“If truth is beauty, how come no one has their hair done in a library?” –Lily Tomlin

I have a special relationship with my hairdryer. It may be incredibly frivolous, but it’s one item I cannot live without. Really. I don’t travel without it. It doesn’t matter that most hotels have them, or that my mother owns one that I can borrow if I’m home for the weekend. I have to have mine. I know exactly how it works, exactly how long it takes to dry my hair and I know just what I need to do to make it work properly. Over the past few years, I’ve worked hard to make my life portable, but I’m not willing to sacrifice my hairdryer for luggage space.

I didn’t start using a hairdryer until high school. I’d always had long hair, but I never did much with it. I finally realized its merits when I was running late for school, my hair dripping down my back, promising not to be totally dry until second period, when by then it would have been twisted up and out of the way into a bun that would eventually turn into a partially damp tangle of dead cells. Such was my relationship with my hair. So, I started drying my hair. It took forever, but it was a lot better than waiting five hours and leaving water marks everywhere I went. My morning routine got about ten minutes longer, but I gained valuable time to think, plot out my day and review for whatever test I had studied for the night before.

By the time I graduated from high school, my hair was almost to my elbows and my hairdryer was my best friend.
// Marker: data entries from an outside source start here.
//! Results dashboard rendering
//!
//! Copies a [`ResultsView`] into the dashboard. All server-provided strings
//! go in through `textContent` or attributes.

use crate::dom;
use form16_core::render::{OpportunityList, LEARN_MORE, NO_OPPORTUNITIES};
use form16_core::ResultsView;
use wasm_bindgen::prelude::*;
use web_sys::{Document, Element};

const HIDDEN_CLASS: &str = "hidden";
const DEDUCTIONS_LIST: &str = "claimed-deductions-list";
const OPPORTUNITIES: &str = "tax-saving-opportunities";

pub struct ResultsPanel {
    document: Document,
    panel: Element,
    deductions: Element,
    opportunities: Element,
}

impl ResultsPanel {
    pub fn new(document: &Document) -> Result<Self, JsValue> {
        Ok(Self {
            document: document.clone(),
            panel: dom::required_by_id(document, "results-dashboard")?,
            deductions: dom::required_by_id(document, DEDUCTIONS_LIST)?,
            opportunities: dom::required_by_id(document, OPPORTUNITIES)?,
        })
    }

    /// Replace the dashboard contents with `view`
    ///
    /// Scalar slots absent from the page are skipped.
    pub fn render(&self, view: &ResultsView) -> Result<(), JsValue> {
        for (id, text) in &view.slots {
            if let Some(slot) = self.document.get_element_by_id(id) {
                slot.set_text_content(Some(text));
            }
        }

        self.deductions.set_text_content(None);
        for line in view.deductions.lines() {
            let item = dom::create(&self.document, "li", None, Some(line))?;
            self.deductions.append_child(&item)?;
        }

        self.opportunities.set_text_content(None);
        match &view.opportunities {
            OpportunityList::Cards(cards) => {
                for card in cards {
                    let node = dom::create(&self.document, "div", Some("opportunity-card"), None)?;
                    let title = dom::create(&self.document, "h5", None, Some(&card.title))?;
                    node.append_child(&title)?;
                    let description =
                        dom::create(&self.document, "p", None, Some(&card.description))?;
                    node.append_child(&description)?;
                    let link =
                        dom::create(&self.document, "a", Some("learn-more"), Some(LEARN_MORE))?;
                    link.set_attribute("href", &card.link)?;
                    node.append_child(&link)?;
                    self.opportunities.append_child(&node)?;
                }
            }
            OpportunityList::Placeholder => {
                let note = dom::create(&self.document, "p", None, Some(NO_OPPORTUNITIES))?;
                self.opportunities.append_child(&note)?;
            }
        }
        Ok(())
    }

    pub fn show(&self) -> Result<(), JsValue> {
        dom::set_class(&self.panel, HIDDEN_CLASS, false)
    }

    pub fn hide(&self) -> Result<(), JsValue> {
        dom::set_class(&self.panel, HIDDEN_CLASS, true)
    }

    pub fn is_hidden(&self) -> bool {
        self.panel.class_list().contains(HIDDEN_CLASS)
    }
}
Then, two weeks after graduation, I cut my hair to shoulder length, just because I could. I bought a fold-up travel hairdryer to get me through college and I was set. Midway through my first semester of freshman year, my dryer began to smoke one morning, giving off enough fumes that I worried it would catch the attention of the Resident Assistant across the hall, who might then think that my roommate and I were burning contraband candles or much worse. So my mini dryer was haphazardly thrown into the hall trashcan and I substituted by borrowing one of my friend’s every morning and running it back and forth between her room and mine.

After Christmas break, I purchased my current model, to complement a new actual hairstyle with shape and body that required careful drying in order to actually look like hair and not like a leftover hobbit wig from the Lord of the Rings movies. It was sleek and black, didn’t give the impression it was going to burst into flames at a moment’s notice and had a nifty attachment that made my thin brown hair actually shiny and smooth like the box promised. With the purchase of this hair dryer, I, a self-proclaimed girl of simple needs, became high-maintenance. I would blow dry my hair if I was running from a fire, taking out the trash or heading to church. If I was given three things to take to a desert island, I would have taken a raft, a book and my hairdryer, hands down.  Hey, if a girl has a chance of meeting Captain Jack Sparrow on the high seas, she’d better make sure she has amazing hair.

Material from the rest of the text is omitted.